In the listing below, find each line containing "Debug" and report it.

BEGIN Information

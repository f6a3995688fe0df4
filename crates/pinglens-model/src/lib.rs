//! Shared data structures for pinglens.

pub mod qos;

pub use qos::{format_qos, parse_qos, QosError};

use serde::{Deserialize, Serialize};
use std::time::Duration;

/// One probe outcome for one target in one round.
#[derive(Debug, Clone, PartialEq)]
pub struct Sample {
    pub target_index: usize,
    pub latency_ms: Option<f64>,
    pub sequence: u32,
    pub ttl: Option<u8>,
    pub qos: u8,
    pub payload_len: usize,
}

impl Sample {
    pub fn is_timeout(&self) -> bool {
        self.latency_ms.is_none()
    }
}

#[derive(Debug, Clone, Copy, PartialEq, Eq, Serialize, Deserialize)]
pub enum RoundLimit {
    Count(u64),
    Unbounded,
}

impl RoundLimit {
    pub fn is_last(&self) -> bool {
        matches!(self, RoundLimit::Count(1))
    }

    pub fn is_exhausted(&self) -> bool {
        matches!(self, RoundLimit::Count(0))
    }

    pub fn decrement(&mut self) {
        if let RoundLimit::Count(n) = self {
            *n = n.saturating_sub(1);
        }
    }
}

#[derive(Debug, Clone, Copy, PartialEq, Eq, Default, Serialize, Deserialize)]
pub enum GraphMode {
    #[default]
    Sparkline,
    Boxplot,
}

#[derive(Debug, Clone, Copy, PartialEq, Eq, Default)]
pub enum AddressFamily {
    #[default]
    Any,
    V4,
    V6,
}

/// What the terminal can show.
#[derive(Debug, Clone, Copy, PartialEq, Eq)]
pub struct TermCaps {
    pub color: bool,
    pub unicode: bool,
}

/// Immutable settings for one run.
#[derive(Debug, Clone, PartialEq)]
pub struct RunConfig {
    pub interval_secs: f64,
    pub timeout_secs: f64,
    pub rounds: RoundLimit,
    pub percentile: f64,
    pub exit_threshold: f64,
    pub family: AddressFamily,
    pub source: Option<String>,
    pub device: Option<String>,
    pub ttl: u8,
    pub qos: u8,
    pub graph: GraphMode,
    pub caps: TermCaps,
}

impl RunConfig {
    pub fn interval(&self) -> Duration {
        Duration::from_secs_f64(self.interval_secs)
    }
}

impl Default for RunConfig {
    fn default() -> Self {
        Self {
            interval_secs: 1.0,
            timeout_secs: 1.0,
            rounds: RoundLimit::Unbounded,
            percentile: 95.0,
            exit_threshold: 1.0,
            family: AddressFamily::Any,
            source: None,
            device: None,
            ttl: 64,
            qos: 0,
            graph: GraphMode::Sparkline,
            caps: TermCaps {
                color: false,
                unicode: false,
            },
        }
    }
}

/// A derived statistic that may not exist yet.
#[derive(Debug, Clone, Copy, PartialEq)]
pub enum Stat {
    NotYetMeasured,
    Value(f64),
    Invalid,
}

impl Stat {
    pub fn value(&self) -> Option<f64> {
        match self {
            Stat::Value(v) => Some(*v),
            _ => None,
        }
    }

    /// Legacy numeric encoding: `-0.0` for no data, `-1.0` for invalid.
    pub fn to_sentinel(&self) -> f64 {
        match self {
            Stat::NotYetMeasured => -0.0,
            Stat::Value(v) => *v,
            Stat::Invalid => -1.0,
        }
    }
}

#[derive(Debug, Clone, Copy, PartialEq, Serialize, Deserialize)]
pub struct RttSummary {
    pub min_ms: f64,
    pub avg_ms: f64,
    pub percentile: f64,
    pub percentile_ms: f64,
    pub max_ms: f64,
    pub stddev_ms: f64,
}

#[derive(Debug, Clone, PartialEq, Serialize, Deserialize)]
pub struct TargetSummary {
    pub host: String,
    pub address: String,
    pub sent: u32,
    pub received: u32,
    pub loss_pct: f64,
    pub latency_total_ms: f64,
    pub rtt: Option<RttSummary>,
}

#[cfg(test)]
mod tests {
    use super::*;

    #[test]
    fn round_limit_counts_down_to_exhaustion() {
        let mut limit = RoundLimit::Count(2);
        assert!(!limit.is_last());
        limit.decrement();
        assert!(limit.is_last());
        limit.decrement();
        assert!(limit.is_exhausted());
        limit.decrement();
        assert_eq!(limit, RoundLimit::Count(0));

        let mut forever = RoundLimit::Unbounded;
        forever.decrement();
        assert!(!forever.is_last() && !forever.is_exhausted());
    }

    #[test]
    fn sentinels_keep_negative_zero() {
        let none = Stat::NotYetMeasured.to_sentinel();
        assert_eq!(none, 0.0);
        assert!(none.is_sign_negative());
        assert_eq!(Stat::Invalid.to_sentinel(), -1.0);
        assert_eq!(Stat::Value(2.5).to_sentinel(), 2.5);
    }

    #[test]
    fn target_summary_serializes_missing_rtt_as_null() {
        let summary = TargetSummary {
            host: "example.net".to_string(),
            address: "192.0.2.7".to_string(),
            sent: 5,
            received: 0,
            loss_pct: 100.0,
            latency_total_ms: 0.0,
            rtt: None,
        };
        let json = serde_json::to_value(&summary).unwrap();
        assert_eq!(json["rtt"], serde_json::Value::Null);
        assert_eq!(json["sent"], 5);
    }
}
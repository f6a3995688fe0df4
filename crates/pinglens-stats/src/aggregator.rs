use crate::histogram::Histogram;
use pinglens_model::{RttSummary, Stat};

/// Running statistics for one target.
#[derive(Debug, Clone)]
pub struct LatencyAggregator {
    sent: u32,
    received: u32,
    latency_min: Option<f64>,
    latency_max: Option<f64>,
    latency_sum: f64,
    latency_sum_sq: f64,
    histogram: Option<Histogram>,
}

impl LatencyAggregator {
    pub fn new(interval_secs: f64) -> Self {
        Self::with_histogram(Histogram::new(interval_secs))
    }

    /// An aggregator whose histogram could not be allocated. Everything but
    /// percentiles keeps working.
    pub fn with_histogram(histogram: Option<Histogram>) -> Self {
        Self {
            sent: 0,
            received: 0,
            latency_min: None,
            latency_max: None,
            latency_sum: 0.0,
            latency_sum_sq: 0.0,
            histogram,
        }
    }

    pub fn record_sent(&mut self) {
        self.sent += 1;
    }

    /// Accounts one received reply. Pair with `record_sent` for the same probe.
    pub fn update(&mut self, latency_ms: f64) {
        self.received += 1;
        self.latency_sum += latency_ms;
        self.latency_sum_sq += latency_ms * latency_ms;

        if self.latency_max.map_or(true, |max| max < latency_ms) {
            self.latency_max = Some(latency_ms);
        }
        if self.latency_min.map_or(true, |min| min > latency_ms) {
            self.latency_min = Some(latency_ms);
        }

        if let Some(histogram) = self.histogram.as_mut() {
            histogram.record(latency_ms);
        }
    }

    /// One probe outcome: always counts as sent, counts as received when a
    /// latency is present.
    pub fn observe(&mut self, latency_ms: Option<f64>) {
        self.record_sent();
        if let Some(latency) = latency_ms {
            self.update(latency);
        }
    }

    pub fn sent(&self) -> u32 {
        self.sent
    }

    pub fn received(&self) -> u32 {
        self.received
    }

    pub fn latency_min(&self) -> Stat {
        self.latency_min.map_or(Stat::NotYetMeasured, Stat::Value)
    }

    pub fn latency_max(&self) -> Stat {
        self.latency_max.map_or(Stat::NotYetMeasured, Stat::Value)
    }

    /// Sum of all received latencies, shown as the run "time".
    pub fn latency_total(&self) -> f64 {
        self.latency_sum
    }

    pub fn histogram(&self) -> Option<&Histogram> {
        self.histogram.as_ref()
    }

    pub fn average(&self) -> Stat {
        if self.received == 0 {
            return Stat::NotYetMeasured;
        }
        finite_or_invalid(self.latency_sum / f64::from(self.received))
    }

    /// Sample standard deviation from the running sum and sum of squares.
    ///
    /// `(n·Σx² − (Σx)²) / (n·(n−1))` loses precision through cancellation when
    /// `n` or the latencies are large; a negative radicand shows up as
    /// `Stat::Invalid`.
    pub fn stddev(&self) -> Stat {
        match self.received {
            0 => Stat::NotYetMeasured,
            1 => Stat::Value(0.0),
            received => {
                let n = f64::from(received);
                let variance = (n * self.latency_sum_sq - self.latency_sum * self.latency_sum)
                    / (n * (n - 1.0));
                finite_or_invalid(variance.sqrt())
            }
        }
    }

    pub fn packet_loss_pct(&self) -> f64 {
        if self.sent == 0 {
            return 0.0;
        }
        100.0 * f64::from(self.sent - self.received) / f64::from(self.sent)
    }

    /// `1 - received/sent`; NaN before anything was sent.
    pub fn failure_ratio(&self) -> f64 {
        1.0 - f64::from(self.received) / f64::from(self.sent)
    }

    pub fn percentile(&self, p: f64) -> f64 {
        match &self.histogram {
            Some(histogram) => histogram.percentile(p),
            None => f64::NAN,
        }
    }

    pub fn rtt_summary(&self, percentile: f64) -> Option<RttSummary> {
        if self.received == 0 {
            return None;
        }
        Some(RttSummary {
            min_ms: self.latency_min().to_sentinel(),
            avg_ms: self.average().to_sentinel(),
            percentile,
            percentile_ms: self.percentile(percentile),
            max_ms: self.latency_max().to_sentinel(),
            stddev_ms: self.stddev().to_sentinel(),
        })
    }
}

fn finite_or_invalid(value: f64) -> Stat {
    if value.is_finite() {
        Stat::Value(value)
    } else {
        Stat::Invalid
    }
}

#[cfg(test)]
mod tests {
    use super::*;

    #[test]
    fn min_max_track_extremes() {
        let mut agg = LatencyAggregator::new(1.0);
        assert_eq!(agg.latency_min(), Stat::NotYetMeasured);
        for latency in [12.0, 3.5, 40.25, 7.0] {
            agg.observe(Some(latency));
        }
        assert_eq!(agg.latency_min(), Stat::Value(3.5));
        assert_eq!(agg.latency_max(), Stat::Value(40.25));
        assert_eq!(agg.latency_total(), 62.75);
    }

    #[test]
    fn single_sample_has_zero_stddev() {
        let mut agg = LatencyAggregator::new(1.0);
        agg.observe(Some(25.0));
        assert_eq!(agg.average(), Stat::Value(25.0));
        assert_eq!(agg.stddev(), Stat::Value(0.0));
    }

    #[test]
    fn stddev_matches_sample_formula() {
        let mut agg = LatencyAggregator::new(1.0);
        for latency in [2.0, 4.0, 4.0, 4.0, 5.0, 5.0, 7.0, 9.0] {
            agg.observe(Some(latency));
        }
        let stddev = agg.stddev().value().unwrap();
        assert!((stddev - (32.0f64 / 7.0).sqrt()).abs() < 1e-12);
        assert_eq!(agg.average(), Stat::Value(5.0));
    }

    #[test]
    fn timeouts_count_as_loss() {
        let mut agg = LatencyAggregator::new(1.0);
        agg.observe(Some(10.0));
        agg.observe(None);
        agg.observe(None);
        agg.observe(Some(30.0));
        assert_eq!(agg.sent(), 4);
        assert_eq!(agg.received(), 2);
        assert_eq!(agg.packet_loss_pct(), 50.0);
        assert_eq!(agg.failure_ratio(), 0.5);
    }

    #[test]
    fn rtt_summary_absent_until_first_reply() {
        let mut agg = LatencyAggregator::new(1.0);
        agg.observe(None);
        assert!(agg.rtt_summary(95.0).is_none());
        agg.observe(Some(4.2));
        let summary = agg.rtt_summary(95.0).unwrap();
        assert_eq!(summary.min_ms, 4.2);
        assert_eq!(summary.max_ms, 4.2);
        assert_eq!(summary.percentile_ms, 5.0);
    }
}
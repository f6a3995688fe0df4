use crate::percentile::percentile;

/// 1000 linear buckets over `[0, interval)` plus one overflow bucket.
pub const HISTOGRAM_BUCKETS: usize = 1001;

#[derive(Debug, Clone, PartialEq)]
pub struct Histogram {
    buckets: Vec<u32>,
    interval_secs: f64,
}

impl Histogram {
    /// Returns `None` when the bucket array cannot be allocated.
    pub fn new(interval_secs: f64) -> Option<Self> {
        let mut buckets = Vec::new();
        buckets.try_reserve_exact(HISTOGRAM_BUCKETS).ok()?;
        buckets.resize(HISTOGRAM_BUCKETS, 0);
        Some(Self {
            buckets,
            interval_secs,
        })
    }

    pub fn interval_secs(&self) -> f64 {
        self.interval_secs
    }

    pub fn buckets(&self) -> &[u32] {
        &self.buckets
    }

    pub fn overflow(&self) -> u32 {
        self.buckets[HISTOGRAM_BUCKETS - 1]
    }

    pub fn total(&self) -> u64 {
        self.buckets.iter().map(|&count| u64::from(count)).sum()
    }

    /// Width of one linear bucket in milliseconds.
    pub fn scale_ms(&self) -> f64 {
        1000.0 * self.interval_secs / (HISTOGRAM_BUCKETS - 1) as f64
    }

    pub fn bucket_index(&self, latency_ms: f64) -> usize {
        let raw = latency_ms * (HISTOGRAM_BUCKETS - 1) as f64 / (1000.0 * self.interval_secs);
        // `as` saturates: negative and NaN land in 0, huge values in usize::MAX.
        (raw as usize).min(HISTOGRAM_BUCKETS - 1)
    }

    pub fn record(&mut self, latency_ms: f64) {
        let index = self.bucket_index(latency_ms);
        self.buckets[index] = self.buckets[index].saturating_add(1);
    }

    pub fn percentile(&self, p: f64) -> f64 {
        percentile(&self.buckets, self.interval_secs, p)
    }
}

#[cfg(test)]
mod tests {
    use super::*;

    #[test]
    fn bucket_index_scales_with_interval() {
        let one_sec = Histogram::new(1.0).unwrap();
        assert_eq!(one_sec.bucket_index(0.0), 0);
        assert_eq!(one_sec.bucket_index(10.7), 10);
        assert_eq!(one_sec.bucket_index(999.9), 999);
        assert_eq!(one_sec.bucket_index(1000.0), 1000);
        assert_eq!(one_sec.bucket_index(1e12), 1000);

        let fast = Histogram::new(0.2).unwrap();
        assert!((fast.scale_ms() - 0.2).abs() < 1e-12);
        assert_eq!(fast.bucket_index(100.0), 500);
        assert_eq!(fast.bucket_index(250.0), 1000);
    }

    #[test]
    fn odd_latencies_clamp_into_range() {
        let hist = Histogram::new(1.0).unwrap();
        assert_eq!(hist.bucket_index(-3.0), 0);
        assert_eq!(hist.bucket_index(f64::NAN), 0);
        assert_eq!(hist.bucket_index(f64::INFINITY), HISTOGRAM_BUCKETS - 1);
    }

    #[test]
    fn record_counts_into_total() {
        let mut hist = Histogram::new(1.0).unwrap();
        for latency in [1.0, 2.0, 2.5, 5000.0] {
            hist.record(latency);
        }
        assert_eq!(hist.total(), 4);
        assert_eq!(hist.buckets()[2], 2);
        assert_eq!(hist.overflow(), 1);
    }
}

END Information

• Answer for the task:
#[derive(Debug, Clone, PartialEq)]
#[derive(Debug, Clone, Copy, PartialEq, Eq, Serialize, Deserialize)]
#[derive(Debug, Clone, Copy, PartialEq, Eq, Default, Serialize, Deserialize)]
#[derive(Debug, Clone, Copy, PartialEq, Eq, Default)]
#[derive(Debug, Clone, Copy, PartialEq, Eq)]
#[derive(Debug, Clone, PartialEq)]
#[derive(Debug, Clone, Copy, PartialEq)]
#[derive(Debug, Clone, Copy, PartialEq, Serialize, Deserialize)]
#[derive(Debug, Clone, PartialEq, Serialize, Deserialize)]
#[derive(Debug, Clone)]
#[derive(Debug, Clone, PartialEq)]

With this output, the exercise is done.